**Data to process:**
^^^^^^^^
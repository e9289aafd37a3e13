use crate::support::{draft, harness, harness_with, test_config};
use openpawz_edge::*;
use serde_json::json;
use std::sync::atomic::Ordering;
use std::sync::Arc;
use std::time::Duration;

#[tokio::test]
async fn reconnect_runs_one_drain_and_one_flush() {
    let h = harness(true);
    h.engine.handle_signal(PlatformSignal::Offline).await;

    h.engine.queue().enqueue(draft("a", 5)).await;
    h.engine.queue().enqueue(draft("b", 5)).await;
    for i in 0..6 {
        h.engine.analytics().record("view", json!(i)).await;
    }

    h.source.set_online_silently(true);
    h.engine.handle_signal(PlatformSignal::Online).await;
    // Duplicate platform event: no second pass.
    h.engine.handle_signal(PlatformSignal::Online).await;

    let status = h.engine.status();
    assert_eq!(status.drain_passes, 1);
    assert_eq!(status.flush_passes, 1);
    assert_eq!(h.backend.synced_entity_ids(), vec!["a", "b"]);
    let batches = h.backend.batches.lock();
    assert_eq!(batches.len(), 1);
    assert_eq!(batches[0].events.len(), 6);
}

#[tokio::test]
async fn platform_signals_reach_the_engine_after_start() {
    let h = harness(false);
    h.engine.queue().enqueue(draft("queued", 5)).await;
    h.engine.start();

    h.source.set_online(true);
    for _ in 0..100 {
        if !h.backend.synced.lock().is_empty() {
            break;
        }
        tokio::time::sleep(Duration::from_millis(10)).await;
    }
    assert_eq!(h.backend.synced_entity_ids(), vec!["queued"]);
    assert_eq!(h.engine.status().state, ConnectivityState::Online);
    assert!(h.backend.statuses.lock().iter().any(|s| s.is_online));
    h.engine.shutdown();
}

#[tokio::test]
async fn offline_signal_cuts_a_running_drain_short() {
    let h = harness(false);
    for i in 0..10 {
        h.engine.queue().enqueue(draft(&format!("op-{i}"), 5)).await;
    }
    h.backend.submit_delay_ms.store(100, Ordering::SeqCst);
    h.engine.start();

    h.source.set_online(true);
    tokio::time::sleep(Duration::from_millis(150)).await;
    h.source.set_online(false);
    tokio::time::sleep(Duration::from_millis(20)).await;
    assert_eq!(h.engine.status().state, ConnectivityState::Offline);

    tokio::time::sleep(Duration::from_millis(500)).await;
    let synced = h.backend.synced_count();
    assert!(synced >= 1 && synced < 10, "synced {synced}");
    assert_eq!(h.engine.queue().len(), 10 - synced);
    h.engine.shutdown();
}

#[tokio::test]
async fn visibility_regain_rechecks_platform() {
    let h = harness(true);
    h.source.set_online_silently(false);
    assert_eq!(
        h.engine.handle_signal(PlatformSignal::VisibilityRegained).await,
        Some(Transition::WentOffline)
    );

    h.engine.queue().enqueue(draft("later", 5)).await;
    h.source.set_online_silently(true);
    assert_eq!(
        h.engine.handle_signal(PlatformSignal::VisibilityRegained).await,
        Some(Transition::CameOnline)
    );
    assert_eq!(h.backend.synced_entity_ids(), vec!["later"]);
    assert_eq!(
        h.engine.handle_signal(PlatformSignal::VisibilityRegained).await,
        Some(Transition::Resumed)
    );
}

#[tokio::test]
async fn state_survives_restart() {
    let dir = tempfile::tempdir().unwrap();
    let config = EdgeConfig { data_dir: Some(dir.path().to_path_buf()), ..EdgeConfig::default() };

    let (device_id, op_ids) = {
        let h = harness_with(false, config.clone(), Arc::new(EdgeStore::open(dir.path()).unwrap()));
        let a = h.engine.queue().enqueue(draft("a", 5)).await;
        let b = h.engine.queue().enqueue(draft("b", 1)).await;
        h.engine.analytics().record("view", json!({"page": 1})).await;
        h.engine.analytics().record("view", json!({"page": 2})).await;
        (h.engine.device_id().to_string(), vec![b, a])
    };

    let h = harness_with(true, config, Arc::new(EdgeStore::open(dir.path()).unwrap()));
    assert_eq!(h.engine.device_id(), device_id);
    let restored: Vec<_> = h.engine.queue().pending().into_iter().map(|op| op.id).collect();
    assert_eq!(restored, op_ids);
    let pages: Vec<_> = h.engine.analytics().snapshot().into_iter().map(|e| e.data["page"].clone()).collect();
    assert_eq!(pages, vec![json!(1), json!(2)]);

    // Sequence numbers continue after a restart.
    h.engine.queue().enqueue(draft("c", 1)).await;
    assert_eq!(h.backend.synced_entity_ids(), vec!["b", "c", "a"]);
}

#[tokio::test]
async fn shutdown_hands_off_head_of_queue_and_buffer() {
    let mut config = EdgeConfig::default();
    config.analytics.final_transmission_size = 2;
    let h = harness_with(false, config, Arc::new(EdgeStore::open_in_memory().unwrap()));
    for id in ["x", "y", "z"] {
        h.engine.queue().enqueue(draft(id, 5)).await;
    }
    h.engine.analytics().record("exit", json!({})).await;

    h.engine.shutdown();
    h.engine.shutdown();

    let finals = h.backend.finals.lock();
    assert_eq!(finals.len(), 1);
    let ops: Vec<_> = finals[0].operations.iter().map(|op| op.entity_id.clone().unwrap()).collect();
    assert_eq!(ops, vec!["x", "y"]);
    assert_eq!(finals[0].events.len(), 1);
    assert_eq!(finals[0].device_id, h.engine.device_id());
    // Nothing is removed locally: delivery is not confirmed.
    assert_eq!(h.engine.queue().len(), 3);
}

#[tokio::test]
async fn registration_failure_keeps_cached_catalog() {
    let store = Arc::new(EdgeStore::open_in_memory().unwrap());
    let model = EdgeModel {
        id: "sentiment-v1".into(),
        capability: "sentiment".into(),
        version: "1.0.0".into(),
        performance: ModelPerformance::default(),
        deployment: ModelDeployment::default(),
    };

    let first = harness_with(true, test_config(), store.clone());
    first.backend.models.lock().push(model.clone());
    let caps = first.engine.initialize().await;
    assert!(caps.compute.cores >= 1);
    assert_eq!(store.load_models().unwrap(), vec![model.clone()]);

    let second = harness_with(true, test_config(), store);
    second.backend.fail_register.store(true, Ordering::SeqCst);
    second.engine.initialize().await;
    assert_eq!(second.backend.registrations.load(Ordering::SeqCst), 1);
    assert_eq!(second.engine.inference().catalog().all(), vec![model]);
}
^^^^^^^^
**Problem details:**
From the first line to the last, return the listing exactly.

**Solution:**
repository e9289aafd37a3e13
use crate::support::{draft, harness, harness_with, test_config};
use openpawz_edge::*;
use serde_json::json;
use std::sync::atomic::Ordering;
use std::sync::Arc;
use std::time::Duration;

#[tokio::test]
async fn reconnect_runs_one_drain_and_one_flush() {
    let h = harness(true);
    h.engine.handle_signal(PlatformSignal::Offline).await;

    h.engine.queue().enqueue(draft("a", 5)).await;
    h.engine.queue().enqueue(draft("b", 5)).await;
    for i in 0..6 {
        h.engine.analytics().record("view", json!(i)).await;
    }

    h.source.set_online_silently(true);
    h.engine.handle_signal(PlatformSignal::Online).await;
    // Duplicate platform event: no second pass.
    h.engine.handle_signal(PlatformSignal::Online).await;

    let status = h.engine.status();
    assert_eq!(status.drain_passes, 1);
    assert_eq!(status.flush_passes, 1);
    assert_eq!(h.backend.synced_entity_ids(), vec!["a", "b"]);
    let batches = h.backend.batches.lock();
    assert_eq!(batches.len(), 1);
    assert_eq!(batches[0].events.len(), 6);
}

#[tokio::test]
async fn platform_signals_reach_the_engine_after_start() {
    let h = harness(false);
    h.engine.queue().enqueue(draft("queued", 5)).await;
    h.engine.start();

    h.source.set_online(true);
    for _ in 0..100 {
        if !h.backend.synced.lock().is_empty() {
            break;
        }
        tokio::time::sleep(Duration::from_millis(10)).await;
    }
    assert_eq!(h.backend.synced_entity_ids(), vec!["queued"]);
    assert_eq!(h.engine.status().state, ConnectivityState::Online);
    assert!(h.backend.statuses.lock().iter().any(|s| s.is_online));
    h.engine.shutdown();
}

#[tokio::test]
async fn offline_signal_cuts_a_running_drain_short() {
    let h = harness(false);
    for i in 0..10 {
        h.engine.queue().enqueue(draft(&format!("op-{i}"), 5)).await;
    }
    h.backend.submit_delay_ms.store(100, Ordering::SeqCst);
    h.engine.start();

    h.source.set_online(true);
    tokio::time::sleep(Duration::from_millis(150)).await;
    h.source.set_online(false);
    tokio::time::sleep(Duration::from_millis(20)).await;
    assert_eq!(h.engine.status().state, ConnectivityState::Offline);

    tokio::time::sleep(Duration::from_millis(500)).await;
    let synced = h.backend.synced_count();
    assert!(synced >= 1 && synced < 10, "synced {synced}");
    assert_eq!(h.engine.queue().len(), 10 - synced);
    h.engine.shutdown();
}

#[tokio::test]
async fn visibility_regain_rechecks_platform() {
    let h = harness(true);
    h.source.set_online_silently(false);
    assert_eq!(
        h.engine.handle_signal(PlatformSignal::VisibilityRegained).await,
        Some(Transition::WentOffline)
    );

    h.engine.queue().enqueue(draft("later", 5)).await;
    h.source.set_online_silently(true);
    assert_eq!(
        h.engine.handle_signal(PlatformSignal::VisibilityRegained).await,
        Some(Transition::CameOnline)
    );
    assert_eq!(h.backend.synced_entity_ids(), vec!["later"]);
    assert_eq!(
        h.engine.handle_signal(PlatformSignal::VisibilityRegained).await,
        Some(Transition::Resumed)
    );
}

#[tokio::test]
async fn state_survives_restart() {
    let dir = tempfile::tempdir().unwrap();
    let config = EdgeConfig { data_dir: Some(dir.path().to_path_buf()), ..EdgeConfig::default() };

    let (device_id, op_ids) = {
        let h = harness_with(false, config.clone(), Arc::new(EdgeStore::open(dir.path()).unwrap()));
        let a = h.engine.queue().enqueue(draft("a", 5)).await;
        let b = h.engine.queue().enqueue(draft("b", 1)).await;
        h.engine.analytics().record("view", json!({"page": 1})).await;
        h.engine.analytics().record("view", json!({"page": 2})).await;
        (h.engine.device_id().to_string(), vec![b, a])
    };

    let h = harness_with(true, config, Arc::new(EdgeStore::open(dir.path()).unwrap()));
    assert_eq!(h.engine.device_id(), device_id);
    let restored: Vec<_> = h.engine.queue().pending().into_iter().map(|op| op.id).collect();
    assert_eq!(restored, op_ids);
    let pages: Vec<_> = h.engine.analytics().snapshot().into_iter().map(|e| e.data["page"].clone()).collect();
    assert_eq!(pages, vec![json!(1), json!(2)]);

    // Sequence numbers continue after a restart.
    h.engine.queue().enqueue(draft("c", 1)).await;
    assert_eq!(h.backend.synced_entity_ids(), vec!["b", "c", "a"]);
}

#[tokio::test]
async fn shutdown_hands_off_head_of_queue_and_buffer() {
    let mut config = EdgeConfig::default();
    config.analytics.final_transmission_size = 2;
    let h = harness_with(false, config, Arc::new(EdgeStore::open_in_memory().unwrap()));
    for id in ["x", "y", "z"] {
        h.engine.queue().enqueue(draft(id, 5)).await;
    }
    h.engine.analytics().record("exit", json!({})).await;

    h.engine.shutdown();
    h.engine.shutdown();

    let finals = h.backend.finals.lock();
    assert_eq!(finals.len(), 1);
    let ops: Vec<_> = finals[0].operations.iter().map(|op| op.entity_id.clone().unwrap()).collect();
    assert_eq!(ops, vec!["x", "y"]);
    assert_eq!(finals[0].events.len(), 1);
    assert_eq!(finals[0].device_id, h.engine.device_id());
    // Nothing is removed locally: delivery is not confirmed.
    assert_eq!(h.engine.queue().len(), 3);
}

#[tokio::test]
async fn registration_failure_keeps_cached_catalog() {
    let store = Arc::new(EdgeStore::open_in_memory().unwrap());
    let model = EdgeModel {
        id: "sentiment-v1".into(),
        capability: "sentiment".into(),
        version: "1.0.0".into(),
        performance: ModelPerformance::default(),
        deployment: ModelDeployment::default(),
    };

    let first = harness_with(true, test_config(), store.clone());
    first.backend.models.lock().push(model.clone());
    let caps = first.engine.initialize().await;
    assert!(caps.compute.cores >= 1);
    assert_eq!(store.load_models().unwrap(), vec![model.clone()]);

    let second = harness_with(true, test_config(), store);
    second.backend.fail_register.store(true, Ordering::SeqCst);
    second.engine.initialize().await;
    assert_eq!(second.backend.registrations.load(Ordering::SeqCst), 1);
    assert_eq!(second.engine.inference().catalog().all(), vec![model]);
}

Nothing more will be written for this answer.